Stored data
[Start of Attachment]
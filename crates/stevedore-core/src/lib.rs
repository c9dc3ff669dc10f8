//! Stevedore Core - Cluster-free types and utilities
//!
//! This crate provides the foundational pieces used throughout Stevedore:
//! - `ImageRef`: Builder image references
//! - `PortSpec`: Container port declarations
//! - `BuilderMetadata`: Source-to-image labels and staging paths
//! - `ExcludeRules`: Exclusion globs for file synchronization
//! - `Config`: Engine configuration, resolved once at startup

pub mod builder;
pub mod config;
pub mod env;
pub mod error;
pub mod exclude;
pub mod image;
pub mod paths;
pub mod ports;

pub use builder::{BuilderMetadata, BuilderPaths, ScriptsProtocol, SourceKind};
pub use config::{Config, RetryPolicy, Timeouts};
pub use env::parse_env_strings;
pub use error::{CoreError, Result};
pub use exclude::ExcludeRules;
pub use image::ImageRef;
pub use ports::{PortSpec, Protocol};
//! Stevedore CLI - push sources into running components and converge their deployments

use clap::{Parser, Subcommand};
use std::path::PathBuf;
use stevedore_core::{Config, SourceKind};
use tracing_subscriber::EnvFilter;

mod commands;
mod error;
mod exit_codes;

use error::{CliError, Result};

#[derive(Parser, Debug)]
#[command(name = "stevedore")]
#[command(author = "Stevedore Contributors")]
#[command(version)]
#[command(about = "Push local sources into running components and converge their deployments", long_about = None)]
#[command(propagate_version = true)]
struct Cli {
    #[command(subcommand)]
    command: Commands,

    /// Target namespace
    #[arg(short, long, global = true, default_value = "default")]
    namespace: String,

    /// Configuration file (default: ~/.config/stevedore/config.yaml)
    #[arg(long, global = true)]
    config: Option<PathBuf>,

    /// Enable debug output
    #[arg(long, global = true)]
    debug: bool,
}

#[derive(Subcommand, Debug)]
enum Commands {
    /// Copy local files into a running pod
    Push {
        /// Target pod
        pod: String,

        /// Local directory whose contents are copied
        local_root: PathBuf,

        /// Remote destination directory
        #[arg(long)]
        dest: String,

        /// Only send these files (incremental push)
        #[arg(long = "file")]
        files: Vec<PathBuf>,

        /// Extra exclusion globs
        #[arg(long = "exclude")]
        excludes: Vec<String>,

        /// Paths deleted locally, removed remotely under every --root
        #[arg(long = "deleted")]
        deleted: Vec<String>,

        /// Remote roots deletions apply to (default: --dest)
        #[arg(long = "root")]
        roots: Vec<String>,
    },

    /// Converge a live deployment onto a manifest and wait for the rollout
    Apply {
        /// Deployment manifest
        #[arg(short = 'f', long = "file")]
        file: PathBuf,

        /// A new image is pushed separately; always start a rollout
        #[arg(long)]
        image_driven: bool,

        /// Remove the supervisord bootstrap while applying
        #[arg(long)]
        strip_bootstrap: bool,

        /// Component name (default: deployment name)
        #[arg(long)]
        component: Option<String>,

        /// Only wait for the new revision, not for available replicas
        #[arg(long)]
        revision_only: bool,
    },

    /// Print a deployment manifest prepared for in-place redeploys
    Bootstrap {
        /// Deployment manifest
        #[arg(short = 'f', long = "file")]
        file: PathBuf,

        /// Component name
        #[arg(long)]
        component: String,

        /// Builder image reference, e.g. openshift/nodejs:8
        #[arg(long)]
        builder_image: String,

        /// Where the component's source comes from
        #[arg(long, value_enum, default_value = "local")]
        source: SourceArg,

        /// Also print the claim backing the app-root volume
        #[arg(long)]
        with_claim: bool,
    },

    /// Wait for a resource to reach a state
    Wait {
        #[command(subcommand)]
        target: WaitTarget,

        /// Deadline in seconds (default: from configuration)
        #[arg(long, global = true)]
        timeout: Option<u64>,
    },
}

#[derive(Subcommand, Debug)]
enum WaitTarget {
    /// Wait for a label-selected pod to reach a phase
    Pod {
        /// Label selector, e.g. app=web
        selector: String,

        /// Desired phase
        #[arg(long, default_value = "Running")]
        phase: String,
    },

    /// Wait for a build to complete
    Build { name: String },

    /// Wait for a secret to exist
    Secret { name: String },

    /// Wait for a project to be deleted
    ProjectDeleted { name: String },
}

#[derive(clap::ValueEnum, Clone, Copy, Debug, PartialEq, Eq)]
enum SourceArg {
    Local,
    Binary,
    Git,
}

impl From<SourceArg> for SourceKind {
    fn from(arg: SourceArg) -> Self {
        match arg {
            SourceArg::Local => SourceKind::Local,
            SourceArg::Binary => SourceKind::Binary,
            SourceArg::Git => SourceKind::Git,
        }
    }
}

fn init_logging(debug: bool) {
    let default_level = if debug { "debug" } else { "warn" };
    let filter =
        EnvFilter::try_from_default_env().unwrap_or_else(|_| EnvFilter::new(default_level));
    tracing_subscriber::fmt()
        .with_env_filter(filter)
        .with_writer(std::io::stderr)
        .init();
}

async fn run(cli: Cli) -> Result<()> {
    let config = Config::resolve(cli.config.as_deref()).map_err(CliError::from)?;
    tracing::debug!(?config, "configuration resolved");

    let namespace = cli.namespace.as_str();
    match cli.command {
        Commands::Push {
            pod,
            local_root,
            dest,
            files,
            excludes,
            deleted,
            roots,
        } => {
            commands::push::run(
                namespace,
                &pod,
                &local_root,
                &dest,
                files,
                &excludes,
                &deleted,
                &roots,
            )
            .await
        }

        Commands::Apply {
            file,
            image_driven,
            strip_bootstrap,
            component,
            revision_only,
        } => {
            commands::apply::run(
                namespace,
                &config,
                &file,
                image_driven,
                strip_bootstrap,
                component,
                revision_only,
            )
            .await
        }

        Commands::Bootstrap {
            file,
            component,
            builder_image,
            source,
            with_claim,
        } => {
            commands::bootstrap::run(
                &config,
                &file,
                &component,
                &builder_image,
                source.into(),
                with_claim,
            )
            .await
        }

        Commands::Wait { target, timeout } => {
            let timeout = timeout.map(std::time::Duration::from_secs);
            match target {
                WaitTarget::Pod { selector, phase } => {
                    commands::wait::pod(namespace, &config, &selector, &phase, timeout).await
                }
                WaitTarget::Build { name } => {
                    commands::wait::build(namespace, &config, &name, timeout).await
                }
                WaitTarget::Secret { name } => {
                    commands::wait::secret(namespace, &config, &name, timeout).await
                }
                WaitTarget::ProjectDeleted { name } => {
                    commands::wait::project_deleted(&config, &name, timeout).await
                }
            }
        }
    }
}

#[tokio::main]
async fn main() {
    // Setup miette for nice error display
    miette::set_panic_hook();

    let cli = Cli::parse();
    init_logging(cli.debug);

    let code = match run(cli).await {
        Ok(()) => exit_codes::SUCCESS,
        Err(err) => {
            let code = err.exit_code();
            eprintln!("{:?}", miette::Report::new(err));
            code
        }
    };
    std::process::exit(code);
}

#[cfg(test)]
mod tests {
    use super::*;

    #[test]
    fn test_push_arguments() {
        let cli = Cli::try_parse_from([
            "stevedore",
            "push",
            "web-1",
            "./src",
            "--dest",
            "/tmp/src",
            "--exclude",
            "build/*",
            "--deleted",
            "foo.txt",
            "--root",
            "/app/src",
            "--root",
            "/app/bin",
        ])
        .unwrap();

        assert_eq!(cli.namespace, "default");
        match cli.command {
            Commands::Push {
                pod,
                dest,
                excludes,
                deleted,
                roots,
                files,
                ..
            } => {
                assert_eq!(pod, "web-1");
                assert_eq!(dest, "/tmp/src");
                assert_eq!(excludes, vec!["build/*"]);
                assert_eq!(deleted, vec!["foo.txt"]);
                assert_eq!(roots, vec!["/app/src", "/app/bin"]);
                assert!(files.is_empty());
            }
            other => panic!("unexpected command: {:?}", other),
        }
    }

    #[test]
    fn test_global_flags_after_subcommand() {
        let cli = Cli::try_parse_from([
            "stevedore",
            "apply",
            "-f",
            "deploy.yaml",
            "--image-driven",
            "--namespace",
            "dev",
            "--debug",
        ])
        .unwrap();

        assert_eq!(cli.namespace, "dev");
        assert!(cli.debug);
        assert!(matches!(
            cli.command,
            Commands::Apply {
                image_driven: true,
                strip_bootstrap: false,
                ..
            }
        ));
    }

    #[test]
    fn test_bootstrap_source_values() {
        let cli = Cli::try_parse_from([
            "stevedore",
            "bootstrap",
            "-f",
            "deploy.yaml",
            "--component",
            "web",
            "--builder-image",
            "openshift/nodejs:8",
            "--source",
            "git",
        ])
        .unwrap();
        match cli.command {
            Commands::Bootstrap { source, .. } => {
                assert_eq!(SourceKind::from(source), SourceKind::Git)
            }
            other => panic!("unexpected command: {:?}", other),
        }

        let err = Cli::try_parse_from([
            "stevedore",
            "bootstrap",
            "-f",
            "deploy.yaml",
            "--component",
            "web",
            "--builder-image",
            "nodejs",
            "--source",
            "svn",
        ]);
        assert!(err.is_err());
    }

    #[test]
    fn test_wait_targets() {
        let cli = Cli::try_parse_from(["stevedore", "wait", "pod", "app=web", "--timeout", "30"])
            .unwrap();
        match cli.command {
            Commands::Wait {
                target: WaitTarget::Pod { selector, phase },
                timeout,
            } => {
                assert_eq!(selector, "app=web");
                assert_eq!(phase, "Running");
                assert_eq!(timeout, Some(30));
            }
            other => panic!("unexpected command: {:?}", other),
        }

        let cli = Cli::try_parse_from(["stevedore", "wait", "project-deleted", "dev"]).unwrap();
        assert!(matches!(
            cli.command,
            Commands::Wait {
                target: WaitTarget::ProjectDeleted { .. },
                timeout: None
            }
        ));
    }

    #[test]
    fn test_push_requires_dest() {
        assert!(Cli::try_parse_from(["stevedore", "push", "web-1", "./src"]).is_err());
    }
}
[End of Attachment]
[Start of Attachment]
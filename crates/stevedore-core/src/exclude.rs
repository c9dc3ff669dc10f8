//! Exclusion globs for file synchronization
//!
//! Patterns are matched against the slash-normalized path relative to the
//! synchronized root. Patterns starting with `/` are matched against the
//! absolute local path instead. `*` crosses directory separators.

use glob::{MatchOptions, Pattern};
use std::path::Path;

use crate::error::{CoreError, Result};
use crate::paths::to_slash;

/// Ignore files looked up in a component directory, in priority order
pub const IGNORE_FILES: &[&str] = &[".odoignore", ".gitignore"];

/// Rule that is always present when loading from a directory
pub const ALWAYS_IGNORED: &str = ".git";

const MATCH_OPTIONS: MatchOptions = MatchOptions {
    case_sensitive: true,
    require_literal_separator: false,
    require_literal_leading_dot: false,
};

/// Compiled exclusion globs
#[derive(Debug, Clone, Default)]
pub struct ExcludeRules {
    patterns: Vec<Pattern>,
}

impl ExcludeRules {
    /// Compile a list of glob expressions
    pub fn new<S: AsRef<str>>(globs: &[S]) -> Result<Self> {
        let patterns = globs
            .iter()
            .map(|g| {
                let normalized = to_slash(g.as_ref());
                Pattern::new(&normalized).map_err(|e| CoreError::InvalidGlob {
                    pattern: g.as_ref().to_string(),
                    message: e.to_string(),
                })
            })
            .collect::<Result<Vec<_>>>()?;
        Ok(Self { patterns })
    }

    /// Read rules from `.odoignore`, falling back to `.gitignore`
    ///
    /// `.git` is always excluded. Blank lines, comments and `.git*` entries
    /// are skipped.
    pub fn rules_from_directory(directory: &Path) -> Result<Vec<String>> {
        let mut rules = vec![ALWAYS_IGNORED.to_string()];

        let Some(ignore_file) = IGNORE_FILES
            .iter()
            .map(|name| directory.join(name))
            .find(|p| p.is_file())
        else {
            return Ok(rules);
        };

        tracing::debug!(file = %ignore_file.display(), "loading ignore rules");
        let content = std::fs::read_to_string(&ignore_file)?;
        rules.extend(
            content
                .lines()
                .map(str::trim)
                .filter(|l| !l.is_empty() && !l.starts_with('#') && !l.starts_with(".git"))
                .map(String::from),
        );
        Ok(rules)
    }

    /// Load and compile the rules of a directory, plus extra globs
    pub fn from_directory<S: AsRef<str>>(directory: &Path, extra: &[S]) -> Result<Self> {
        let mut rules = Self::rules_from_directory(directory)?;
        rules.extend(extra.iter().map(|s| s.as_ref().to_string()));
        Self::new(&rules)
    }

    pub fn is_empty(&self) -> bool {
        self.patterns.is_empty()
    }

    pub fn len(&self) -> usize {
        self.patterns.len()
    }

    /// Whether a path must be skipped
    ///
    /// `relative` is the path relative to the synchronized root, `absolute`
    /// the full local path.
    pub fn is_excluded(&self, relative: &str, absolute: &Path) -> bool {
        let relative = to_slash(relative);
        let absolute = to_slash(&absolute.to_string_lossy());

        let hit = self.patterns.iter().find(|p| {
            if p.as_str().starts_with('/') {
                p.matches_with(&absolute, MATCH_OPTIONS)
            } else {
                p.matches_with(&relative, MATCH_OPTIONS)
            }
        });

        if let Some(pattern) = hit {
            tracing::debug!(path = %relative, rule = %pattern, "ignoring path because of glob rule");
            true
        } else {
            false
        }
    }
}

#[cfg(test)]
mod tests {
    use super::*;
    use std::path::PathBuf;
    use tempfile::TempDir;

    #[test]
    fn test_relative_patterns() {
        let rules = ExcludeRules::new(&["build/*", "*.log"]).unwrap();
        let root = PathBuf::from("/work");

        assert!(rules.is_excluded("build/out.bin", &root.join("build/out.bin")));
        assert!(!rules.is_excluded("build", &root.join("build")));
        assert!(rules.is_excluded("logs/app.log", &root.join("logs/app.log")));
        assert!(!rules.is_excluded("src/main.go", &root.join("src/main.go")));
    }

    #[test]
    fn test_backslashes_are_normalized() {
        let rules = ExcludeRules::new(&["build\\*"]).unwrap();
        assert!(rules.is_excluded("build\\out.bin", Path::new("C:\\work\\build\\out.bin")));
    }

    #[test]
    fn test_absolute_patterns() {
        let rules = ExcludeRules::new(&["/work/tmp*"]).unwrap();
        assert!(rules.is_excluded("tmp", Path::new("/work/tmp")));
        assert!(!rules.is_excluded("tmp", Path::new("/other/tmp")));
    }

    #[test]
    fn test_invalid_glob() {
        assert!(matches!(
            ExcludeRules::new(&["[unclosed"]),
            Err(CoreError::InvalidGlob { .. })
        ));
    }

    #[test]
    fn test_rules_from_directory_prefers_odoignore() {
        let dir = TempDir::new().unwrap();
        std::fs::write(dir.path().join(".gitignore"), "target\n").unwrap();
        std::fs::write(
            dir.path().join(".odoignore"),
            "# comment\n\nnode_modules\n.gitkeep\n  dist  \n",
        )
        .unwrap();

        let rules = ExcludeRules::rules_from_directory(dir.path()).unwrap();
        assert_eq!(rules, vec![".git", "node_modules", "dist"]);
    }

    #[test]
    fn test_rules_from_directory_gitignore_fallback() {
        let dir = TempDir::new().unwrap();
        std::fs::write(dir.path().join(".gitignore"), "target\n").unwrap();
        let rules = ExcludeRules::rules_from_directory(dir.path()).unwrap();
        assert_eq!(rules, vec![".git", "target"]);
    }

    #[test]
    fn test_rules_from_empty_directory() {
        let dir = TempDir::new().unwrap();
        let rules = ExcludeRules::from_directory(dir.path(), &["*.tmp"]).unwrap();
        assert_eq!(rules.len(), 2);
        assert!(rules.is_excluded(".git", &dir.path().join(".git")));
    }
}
[End of Attachment]
[Start of Attachment]
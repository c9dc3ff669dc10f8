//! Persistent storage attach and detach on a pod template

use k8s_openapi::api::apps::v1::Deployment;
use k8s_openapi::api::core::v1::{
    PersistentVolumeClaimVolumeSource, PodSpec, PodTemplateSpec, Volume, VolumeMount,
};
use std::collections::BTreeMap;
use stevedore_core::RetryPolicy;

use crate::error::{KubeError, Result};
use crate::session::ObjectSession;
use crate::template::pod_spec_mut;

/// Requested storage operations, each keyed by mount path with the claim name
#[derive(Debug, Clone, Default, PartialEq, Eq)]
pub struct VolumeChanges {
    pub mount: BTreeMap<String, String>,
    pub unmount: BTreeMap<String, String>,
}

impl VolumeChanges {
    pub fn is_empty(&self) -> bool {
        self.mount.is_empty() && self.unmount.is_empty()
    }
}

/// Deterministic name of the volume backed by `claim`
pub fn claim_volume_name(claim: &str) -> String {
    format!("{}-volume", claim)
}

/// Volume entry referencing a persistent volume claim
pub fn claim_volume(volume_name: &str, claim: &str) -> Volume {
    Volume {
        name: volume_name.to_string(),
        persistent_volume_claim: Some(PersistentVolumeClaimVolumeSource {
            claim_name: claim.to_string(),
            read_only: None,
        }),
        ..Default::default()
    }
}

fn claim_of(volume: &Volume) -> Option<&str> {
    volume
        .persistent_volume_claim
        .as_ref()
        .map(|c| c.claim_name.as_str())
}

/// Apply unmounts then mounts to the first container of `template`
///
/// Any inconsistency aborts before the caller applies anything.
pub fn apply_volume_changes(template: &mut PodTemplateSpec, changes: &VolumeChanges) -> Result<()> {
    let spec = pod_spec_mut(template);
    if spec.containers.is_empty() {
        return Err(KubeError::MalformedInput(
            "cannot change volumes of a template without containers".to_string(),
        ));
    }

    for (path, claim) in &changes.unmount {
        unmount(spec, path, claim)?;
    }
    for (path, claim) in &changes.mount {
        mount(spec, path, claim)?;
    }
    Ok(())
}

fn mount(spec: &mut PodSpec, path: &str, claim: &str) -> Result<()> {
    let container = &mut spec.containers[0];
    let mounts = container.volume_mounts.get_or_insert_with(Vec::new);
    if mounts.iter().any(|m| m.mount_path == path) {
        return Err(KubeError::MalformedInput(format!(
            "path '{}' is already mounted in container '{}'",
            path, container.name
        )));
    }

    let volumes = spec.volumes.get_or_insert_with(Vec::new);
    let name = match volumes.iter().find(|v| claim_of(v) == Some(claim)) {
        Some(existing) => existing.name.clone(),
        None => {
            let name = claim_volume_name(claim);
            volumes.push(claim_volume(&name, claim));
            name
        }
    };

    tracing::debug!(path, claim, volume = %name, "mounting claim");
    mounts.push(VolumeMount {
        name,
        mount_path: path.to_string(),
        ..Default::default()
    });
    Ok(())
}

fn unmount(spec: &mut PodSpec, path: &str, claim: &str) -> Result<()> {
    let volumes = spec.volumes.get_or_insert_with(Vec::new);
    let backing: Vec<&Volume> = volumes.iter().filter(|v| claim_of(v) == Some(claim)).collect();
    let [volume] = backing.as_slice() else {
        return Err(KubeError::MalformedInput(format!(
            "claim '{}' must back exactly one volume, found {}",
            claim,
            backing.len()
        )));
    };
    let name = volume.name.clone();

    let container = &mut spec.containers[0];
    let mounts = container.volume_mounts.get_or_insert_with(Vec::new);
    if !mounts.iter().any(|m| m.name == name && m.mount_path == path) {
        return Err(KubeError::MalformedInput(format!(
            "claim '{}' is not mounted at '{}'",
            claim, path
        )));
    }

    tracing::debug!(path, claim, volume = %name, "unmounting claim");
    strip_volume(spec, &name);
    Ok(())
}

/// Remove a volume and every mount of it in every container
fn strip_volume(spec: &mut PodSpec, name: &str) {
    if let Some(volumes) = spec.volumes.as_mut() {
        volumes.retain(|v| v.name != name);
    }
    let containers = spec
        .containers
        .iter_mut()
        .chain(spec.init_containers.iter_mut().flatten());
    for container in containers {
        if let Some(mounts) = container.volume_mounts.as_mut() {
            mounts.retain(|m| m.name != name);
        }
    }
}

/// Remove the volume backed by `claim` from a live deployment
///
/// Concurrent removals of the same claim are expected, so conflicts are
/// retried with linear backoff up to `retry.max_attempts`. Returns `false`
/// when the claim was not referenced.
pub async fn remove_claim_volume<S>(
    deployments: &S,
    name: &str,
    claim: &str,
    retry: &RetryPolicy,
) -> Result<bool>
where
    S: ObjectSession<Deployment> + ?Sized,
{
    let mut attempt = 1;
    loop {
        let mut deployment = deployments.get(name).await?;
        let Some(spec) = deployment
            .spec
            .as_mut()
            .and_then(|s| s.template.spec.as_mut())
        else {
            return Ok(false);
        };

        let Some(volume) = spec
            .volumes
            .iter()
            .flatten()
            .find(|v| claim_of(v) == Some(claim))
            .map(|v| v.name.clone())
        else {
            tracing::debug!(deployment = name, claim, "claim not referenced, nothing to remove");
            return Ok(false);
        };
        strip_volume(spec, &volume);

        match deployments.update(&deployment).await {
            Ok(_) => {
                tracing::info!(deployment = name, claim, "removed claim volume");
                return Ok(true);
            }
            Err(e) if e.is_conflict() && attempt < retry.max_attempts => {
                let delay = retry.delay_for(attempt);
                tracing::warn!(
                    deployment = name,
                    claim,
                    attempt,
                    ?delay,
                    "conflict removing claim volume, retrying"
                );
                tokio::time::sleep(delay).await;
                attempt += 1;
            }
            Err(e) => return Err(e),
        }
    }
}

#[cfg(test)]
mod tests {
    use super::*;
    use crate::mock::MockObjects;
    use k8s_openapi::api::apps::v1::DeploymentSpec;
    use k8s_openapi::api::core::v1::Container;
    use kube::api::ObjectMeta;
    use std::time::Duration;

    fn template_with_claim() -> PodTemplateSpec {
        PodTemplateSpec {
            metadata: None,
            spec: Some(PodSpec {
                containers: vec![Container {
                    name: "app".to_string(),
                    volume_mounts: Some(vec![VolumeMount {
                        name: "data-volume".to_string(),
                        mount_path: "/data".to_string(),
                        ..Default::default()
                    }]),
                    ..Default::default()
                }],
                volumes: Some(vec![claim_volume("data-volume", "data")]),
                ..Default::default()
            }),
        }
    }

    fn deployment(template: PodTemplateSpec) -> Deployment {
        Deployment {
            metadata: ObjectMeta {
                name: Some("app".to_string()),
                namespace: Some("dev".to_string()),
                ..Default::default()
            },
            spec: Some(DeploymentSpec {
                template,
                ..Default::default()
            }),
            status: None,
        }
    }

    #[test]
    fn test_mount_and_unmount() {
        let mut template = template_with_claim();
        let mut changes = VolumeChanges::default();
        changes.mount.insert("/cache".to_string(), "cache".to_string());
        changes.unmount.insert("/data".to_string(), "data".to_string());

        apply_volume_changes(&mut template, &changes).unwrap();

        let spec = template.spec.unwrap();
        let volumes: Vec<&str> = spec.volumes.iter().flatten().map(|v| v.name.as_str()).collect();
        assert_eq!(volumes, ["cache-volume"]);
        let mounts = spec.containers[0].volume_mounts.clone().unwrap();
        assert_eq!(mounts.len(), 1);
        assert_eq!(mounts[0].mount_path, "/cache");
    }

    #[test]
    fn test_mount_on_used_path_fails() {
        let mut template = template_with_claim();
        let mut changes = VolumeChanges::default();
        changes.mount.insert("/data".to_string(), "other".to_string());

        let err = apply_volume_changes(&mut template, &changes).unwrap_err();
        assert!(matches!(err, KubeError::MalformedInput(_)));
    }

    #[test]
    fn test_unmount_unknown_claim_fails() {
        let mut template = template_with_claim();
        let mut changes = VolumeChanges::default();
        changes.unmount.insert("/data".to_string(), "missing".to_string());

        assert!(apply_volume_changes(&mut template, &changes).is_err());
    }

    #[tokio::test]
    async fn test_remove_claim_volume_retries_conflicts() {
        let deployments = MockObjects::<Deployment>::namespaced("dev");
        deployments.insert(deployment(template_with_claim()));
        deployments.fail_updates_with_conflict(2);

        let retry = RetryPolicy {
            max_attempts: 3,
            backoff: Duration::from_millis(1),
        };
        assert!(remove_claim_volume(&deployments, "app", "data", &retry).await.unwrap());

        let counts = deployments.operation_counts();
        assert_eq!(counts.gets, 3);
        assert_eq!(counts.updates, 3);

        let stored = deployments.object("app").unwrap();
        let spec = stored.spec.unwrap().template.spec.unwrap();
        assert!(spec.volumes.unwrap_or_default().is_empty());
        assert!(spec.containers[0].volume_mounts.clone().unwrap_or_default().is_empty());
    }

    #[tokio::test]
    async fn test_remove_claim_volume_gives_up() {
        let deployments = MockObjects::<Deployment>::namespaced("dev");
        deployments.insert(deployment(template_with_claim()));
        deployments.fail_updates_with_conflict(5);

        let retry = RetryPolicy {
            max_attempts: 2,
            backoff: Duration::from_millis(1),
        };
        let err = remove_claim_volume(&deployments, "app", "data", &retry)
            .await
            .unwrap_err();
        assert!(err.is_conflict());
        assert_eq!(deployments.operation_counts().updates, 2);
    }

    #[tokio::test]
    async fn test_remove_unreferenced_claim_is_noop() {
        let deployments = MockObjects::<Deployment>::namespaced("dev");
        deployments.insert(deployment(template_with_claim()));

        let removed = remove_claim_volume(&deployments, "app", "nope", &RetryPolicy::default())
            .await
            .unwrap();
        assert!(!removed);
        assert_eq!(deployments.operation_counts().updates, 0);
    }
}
[End of Attachment]
--- What is being asked ---
For the string "InvalidGlob", go through the entries above and copy each line where it occurs.

--- Completed task ---
                Pattern::new(&normalized).map_err(|e| CoreError::InvalidGlob {
            Err(CoreError::InvalidGlob { .. })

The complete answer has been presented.